I don’t know if all of you appreciate the struggles I go through to decide on what movies I am going to see and review. Amongst my faith there can be a lot of backlash and judgement towards people who see rated R movies. There’s a certain stigma attached to them, which I think is stupid. Anyway, when I do see them (and PG-13s for that matter) I like them to be worthwhile and edifying. Particularly historical films I find valuable and necessary to portray violence as it happened (for example, war is violent by its very nature but important to know about).
I try my best to research a film and then talk to friends and family who have seen it and make a decision. Sometimes that doesn’t pan out well like with Nocturnal Animals but most of the time it works out. Tonight’s film was one of those positive examples. I finally put on my big girl pants and saw Kathryn Bigelow’s new movie Detroit. This is a tough film to watch, but I’m glad I saw it.
Detroit tells the story of the torture of mostly black men at the Algers Hotel during the Detroit riots in 1967 by police officers looking into a reported sniper shooting. They line the captives up and intimidate, beat and kill them and it is tough to watch. There’s nowhere for the young men to go and no source of law that they can turn to because the law is the problem or at least part of the problem
I’m not going to pretend like I know whether the events portrayed are historically accurate. Some have complained about it like The Huffington Post saying it is ‘the most irresponsible and dangerous movie of the year’. They have their reasons and I’m not going to argue with them. I also wouldn’t argue with someone who felt it didn’t portray the black experience or racism of police officers correctly. That is not my place.

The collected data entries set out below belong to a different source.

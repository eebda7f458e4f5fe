//! # Internal Macros
//!
//! ## le_accessors!
//!
//! On-disk headers store multi-byte integers as zerocopy little-endian
//! wrappers. `le_accessors!` generates a native getter and a `set_` method for
//! each listed field so callers never touch the wrapper types.
//!
//! ```ignore
//! impl Superblock {
//!     le_accessors! {
//!         eoa: u64,
//!         sym_leaf_k: u16,
//!     }
//! }
//!
//! // sb.eoa() -> u64, sb.set_eoa(v), sb.sym_leaf_k() -> u16, sb.set_sym_leaf_k(v)
//! ```

#[macro_export]
macro_rules! le_accessors {
    (@impl $field:ident, $native:ty, $wrapper:ident) => {
        ::paste::paste! {
            #[inline]
            pub fn $field(&self) -> $native {
                self.$field.get()
            }

            #[inline]
            pub fn [<set_ $field>](&mut self, val: $native) {
                self.$field = ::zerocopy::little_endian::$wrapper::new(val);
            }
        }
    };
    (@dispatch $field:ident, u16) => {
        $crate::le_accessors!(@impl $field, u16, U16);
    };
    (@dispatch $field:ident, u32) => {
        $crate::le_accessors!(@impl $field, u32, U32);
    };
    (@dispatch $field:ident, u64) => {
        $crate::le_accessors!(@impl $field, u64, U64);
    };
    ($($field:ident : $ty:tt),* $(,)?) => {
        $(
            $crate::le_accessors!(@dispatch $field, $ty);
        )*
    };
}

What I can speak to is my reaction to the movie. So, putting all that aside, Kathryn Bigelow has made a movie that immediately immerses the viewer in a situation, which feels real. In a world where we still have so many of these problems there is value in seeing and living in the shoes of those who experience police coercion and racism.(There is a good cop, the police chief, so it isn’t completely one-sided).
And even more chilling is seeing the court proceedings after the incident and how justice is not served to those you’ve just seen suffer. I think living in that space for a couple hours did me some good and gave me more empathy for others. How can that be a bad thing?
Detroit is very well made by Kathryn Bigelow and while it is very violent it didn’t feel exploitative. I think partly because it feels more like a documentary than a narrative in a way. You don’t get to know the characters that well. It’s kind of like Dunkirk in that regard. You know the characters in Detroit more than Dunkirk but not by much. It’s an immersive experience meant to make you feel and empathize with the characters more than manipulate you with narrative. After having a horrible experience with manipulative narrative yesterday this was actually kind of refreshing.
With the exception of a hard core racist cop played by Will Poulter the script is free of flashy moments and big speeches. All the acting is top notch including John Boyega, Jack Reynor, Anthony Mackie, Algee Smith and Jason Mitchell. The intimate cinematography and music also is very effective.
I have a few nitpicks in Detroit. The animated sequence at the beginning felt added on last minute and John Krasinski didn’t quite work as the defense attorney for the racist cops. It’s also maybe a hair too long with some of the beginning that could have been cut down. But those are small things.
Overall, if you have the stomach for some violence and profanity, Detroit is worth seeing if only for the conversations it should start with questions we need to be asking each other. Again, I just don’t see how that is a bad thing? I’m glad I saw it and I’m grateful to Kathryn Bigelow for making it.